__YOUR GOAL__:
Search the listing below, and show each line that includes the word "unit".

(EXERCISE INPUTS)

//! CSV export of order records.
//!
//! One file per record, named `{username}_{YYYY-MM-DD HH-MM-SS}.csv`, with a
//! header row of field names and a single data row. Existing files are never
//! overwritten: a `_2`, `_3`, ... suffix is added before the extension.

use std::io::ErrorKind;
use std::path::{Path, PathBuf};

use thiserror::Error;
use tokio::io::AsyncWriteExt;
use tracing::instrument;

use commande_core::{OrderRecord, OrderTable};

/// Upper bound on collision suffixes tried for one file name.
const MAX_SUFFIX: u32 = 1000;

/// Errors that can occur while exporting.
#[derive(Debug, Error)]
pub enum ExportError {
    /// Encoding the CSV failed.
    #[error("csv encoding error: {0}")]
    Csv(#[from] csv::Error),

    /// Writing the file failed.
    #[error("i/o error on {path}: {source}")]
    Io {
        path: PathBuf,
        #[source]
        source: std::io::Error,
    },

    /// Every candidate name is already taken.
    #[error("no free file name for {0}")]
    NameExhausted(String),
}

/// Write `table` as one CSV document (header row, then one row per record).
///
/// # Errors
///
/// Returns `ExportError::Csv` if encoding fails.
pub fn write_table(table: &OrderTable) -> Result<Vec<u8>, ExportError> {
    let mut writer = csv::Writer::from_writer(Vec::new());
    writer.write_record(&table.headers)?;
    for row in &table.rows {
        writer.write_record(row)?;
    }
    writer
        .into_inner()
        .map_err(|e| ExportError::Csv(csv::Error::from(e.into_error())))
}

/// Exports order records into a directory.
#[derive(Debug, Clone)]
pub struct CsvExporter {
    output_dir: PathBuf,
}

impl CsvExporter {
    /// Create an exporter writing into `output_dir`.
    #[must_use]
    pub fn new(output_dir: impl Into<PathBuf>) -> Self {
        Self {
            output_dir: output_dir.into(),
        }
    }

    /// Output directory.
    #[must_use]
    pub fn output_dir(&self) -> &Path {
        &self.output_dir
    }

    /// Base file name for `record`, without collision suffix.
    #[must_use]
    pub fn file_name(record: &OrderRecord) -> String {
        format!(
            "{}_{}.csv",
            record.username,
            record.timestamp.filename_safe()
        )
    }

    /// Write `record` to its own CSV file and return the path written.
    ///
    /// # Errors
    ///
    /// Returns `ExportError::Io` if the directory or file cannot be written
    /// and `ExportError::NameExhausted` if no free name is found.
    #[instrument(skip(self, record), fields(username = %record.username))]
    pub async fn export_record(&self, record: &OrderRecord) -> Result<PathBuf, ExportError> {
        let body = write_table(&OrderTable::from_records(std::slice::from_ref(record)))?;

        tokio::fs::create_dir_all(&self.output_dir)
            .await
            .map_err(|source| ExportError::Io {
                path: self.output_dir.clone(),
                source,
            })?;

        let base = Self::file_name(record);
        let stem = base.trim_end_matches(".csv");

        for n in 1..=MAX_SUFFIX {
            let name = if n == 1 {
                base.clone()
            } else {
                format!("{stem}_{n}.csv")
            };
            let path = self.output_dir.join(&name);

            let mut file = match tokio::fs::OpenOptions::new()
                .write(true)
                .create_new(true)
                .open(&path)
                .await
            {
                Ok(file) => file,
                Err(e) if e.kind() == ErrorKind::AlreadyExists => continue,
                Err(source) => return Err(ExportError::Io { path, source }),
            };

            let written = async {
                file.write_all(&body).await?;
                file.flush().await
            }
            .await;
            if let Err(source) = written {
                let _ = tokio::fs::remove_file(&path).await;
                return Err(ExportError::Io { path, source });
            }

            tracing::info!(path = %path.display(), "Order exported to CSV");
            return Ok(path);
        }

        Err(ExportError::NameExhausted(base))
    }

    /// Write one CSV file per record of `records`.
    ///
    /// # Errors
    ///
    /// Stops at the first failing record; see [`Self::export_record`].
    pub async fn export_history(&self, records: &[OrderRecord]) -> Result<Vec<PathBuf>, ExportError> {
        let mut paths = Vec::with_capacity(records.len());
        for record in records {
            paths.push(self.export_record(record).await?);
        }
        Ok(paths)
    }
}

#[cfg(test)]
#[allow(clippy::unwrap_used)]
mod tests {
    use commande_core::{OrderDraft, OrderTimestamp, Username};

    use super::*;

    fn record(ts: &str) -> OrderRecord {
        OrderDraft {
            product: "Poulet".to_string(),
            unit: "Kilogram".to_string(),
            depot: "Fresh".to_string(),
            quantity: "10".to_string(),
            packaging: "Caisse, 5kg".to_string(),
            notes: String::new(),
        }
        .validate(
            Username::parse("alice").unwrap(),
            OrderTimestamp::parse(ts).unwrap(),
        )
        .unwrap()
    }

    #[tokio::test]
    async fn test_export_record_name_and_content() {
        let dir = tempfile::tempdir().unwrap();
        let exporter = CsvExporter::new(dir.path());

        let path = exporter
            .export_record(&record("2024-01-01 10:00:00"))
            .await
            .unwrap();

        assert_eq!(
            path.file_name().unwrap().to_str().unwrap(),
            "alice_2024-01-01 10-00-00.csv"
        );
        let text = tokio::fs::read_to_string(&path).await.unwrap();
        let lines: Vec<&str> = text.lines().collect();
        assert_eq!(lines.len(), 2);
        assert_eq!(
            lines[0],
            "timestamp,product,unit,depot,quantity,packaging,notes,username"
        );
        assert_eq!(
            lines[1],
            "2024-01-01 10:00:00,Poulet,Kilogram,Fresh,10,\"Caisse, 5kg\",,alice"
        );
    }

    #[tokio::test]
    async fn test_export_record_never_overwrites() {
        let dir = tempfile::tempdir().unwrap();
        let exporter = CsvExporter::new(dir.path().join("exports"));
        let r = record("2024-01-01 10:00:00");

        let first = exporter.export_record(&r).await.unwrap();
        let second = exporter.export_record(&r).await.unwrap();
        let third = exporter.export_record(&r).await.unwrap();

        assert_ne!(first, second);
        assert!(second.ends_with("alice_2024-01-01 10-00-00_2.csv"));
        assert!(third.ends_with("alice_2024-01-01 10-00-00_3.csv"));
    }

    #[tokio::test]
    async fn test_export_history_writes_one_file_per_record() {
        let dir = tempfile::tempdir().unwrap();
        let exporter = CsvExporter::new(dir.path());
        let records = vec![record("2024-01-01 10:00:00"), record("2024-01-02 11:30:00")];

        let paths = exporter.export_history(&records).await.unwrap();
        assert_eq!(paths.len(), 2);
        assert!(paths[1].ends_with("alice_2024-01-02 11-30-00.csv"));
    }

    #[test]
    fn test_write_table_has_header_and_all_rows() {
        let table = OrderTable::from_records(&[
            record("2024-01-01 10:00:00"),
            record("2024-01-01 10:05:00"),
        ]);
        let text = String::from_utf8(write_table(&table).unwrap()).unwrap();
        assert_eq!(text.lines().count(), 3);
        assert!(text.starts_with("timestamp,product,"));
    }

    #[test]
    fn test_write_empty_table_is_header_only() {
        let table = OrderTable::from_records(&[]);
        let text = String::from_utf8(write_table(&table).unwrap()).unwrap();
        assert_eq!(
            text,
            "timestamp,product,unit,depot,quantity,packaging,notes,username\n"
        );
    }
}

(End EXERCISE INPUTS)
(EXERCISE INPUTS)

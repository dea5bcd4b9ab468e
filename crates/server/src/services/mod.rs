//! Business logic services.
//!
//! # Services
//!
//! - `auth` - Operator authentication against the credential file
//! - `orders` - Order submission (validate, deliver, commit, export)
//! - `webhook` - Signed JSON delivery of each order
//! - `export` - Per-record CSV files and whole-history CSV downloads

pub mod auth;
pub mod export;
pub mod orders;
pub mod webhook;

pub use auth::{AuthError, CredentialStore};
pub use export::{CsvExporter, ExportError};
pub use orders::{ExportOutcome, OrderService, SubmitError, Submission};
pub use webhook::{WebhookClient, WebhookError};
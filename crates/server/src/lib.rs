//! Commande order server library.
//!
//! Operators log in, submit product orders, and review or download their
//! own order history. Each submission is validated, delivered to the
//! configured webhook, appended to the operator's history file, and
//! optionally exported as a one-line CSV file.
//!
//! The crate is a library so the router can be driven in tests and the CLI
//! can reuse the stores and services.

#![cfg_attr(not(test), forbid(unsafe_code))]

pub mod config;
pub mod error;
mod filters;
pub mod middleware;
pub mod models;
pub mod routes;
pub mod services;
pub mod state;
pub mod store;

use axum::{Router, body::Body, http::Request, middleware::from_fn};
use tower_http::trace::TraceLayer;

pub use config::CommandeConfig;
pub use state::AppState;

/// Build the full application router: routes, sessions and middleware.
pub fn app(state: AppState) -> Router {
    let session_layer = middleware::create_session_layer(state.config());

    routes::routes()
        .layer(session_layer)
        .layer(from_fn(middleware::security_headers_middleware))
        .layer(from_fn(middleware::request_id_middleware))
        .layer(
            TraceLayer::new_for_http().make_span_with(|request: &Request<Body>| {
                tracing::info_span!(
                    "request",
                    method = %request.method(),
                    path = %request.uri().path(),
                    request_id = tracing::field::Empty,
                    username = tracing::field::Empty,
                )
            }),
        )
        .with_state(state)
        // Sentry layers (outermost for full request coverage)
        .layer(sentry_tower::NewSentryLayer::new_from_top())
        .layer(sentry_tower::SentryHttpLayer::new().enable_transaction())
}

(End EXERCISE INPUTS)

__RESPONSE TO THE TASK__:
            unit: "Kilogram".to_string(),
            "timestamp,product,unit,depot,quantity,packaging,notes,username"
            "timestamp,product,unit,depot,quantity,packaging,notes,username\n"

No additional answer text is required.